Sigma does not have a complete line program. With some few exceptions, they can only supply a couple of good standard lenses.
Why? A small company has less options. And all cameras - doesn't matter what brand - contain components bought from other companies.
But it would be bad for the users if there aren't multiple sensor manufacturers that are big enough that they can make money.
Nothing unfair. Remember that there are always two sides of a coin - Nikon have to settle for what is on sale. Canon could introduce a dual-pixel sensor all on their own - such a sensor is a great advantage if wanting to switch over to mirrorless cameras.
Sony do have patents. But the patent is to stop other companies from making copies of the sensor. Sony can still decide to sell sensors, or sell licenses to produce sensors.
But in the case of Nikon using Sony sensors - Nikon might have requested an exclusivity deal that Sony must not also ship Exmor sensors to Canon.
Sony basically have a D800.
Canon currently do not have any answer.
Nikon only has an answer as long as Sony sells them sensors at a competitive price.
Remember that Sony invested almost a billion dollars last year to increase the production capacity of sensors. The reason? Because they make money selling their sensors. And the longer it takes Canon to release a competing sensor, the more money Sony will be able to make.

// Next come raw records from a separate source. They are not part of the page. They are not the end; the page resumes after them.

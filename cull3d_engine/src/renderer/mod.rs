//! Renderer module - backend capability interface and a headless backend

mod backend;
mod recording_backend;
pub mod shaders;

pub use backend::{DrawCall, ProgramHandle, RenderBackend, ShaderSource, UniformValue};
pub use recording_backend::{RecordedDraw, RecordingBackend};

There are seldom any "better" or "best". It is mostly individual needs that decides which camera is best suited to the own needs. The Nikon D800 isn't magic.
That Sony is making lots of money from selling sensors? And that Sony may even start to make lots of money from cameras in case it takes too long for Canon to be able to release a new sensor?
interesting points. cheers but cant sony make more money by forcing us to move to Sony's camera's and lenses?
Not only will we invest in there camera's but also there lenses etc?Market share in other words because nikon and canon own most of it at the moment if i am not mistaken?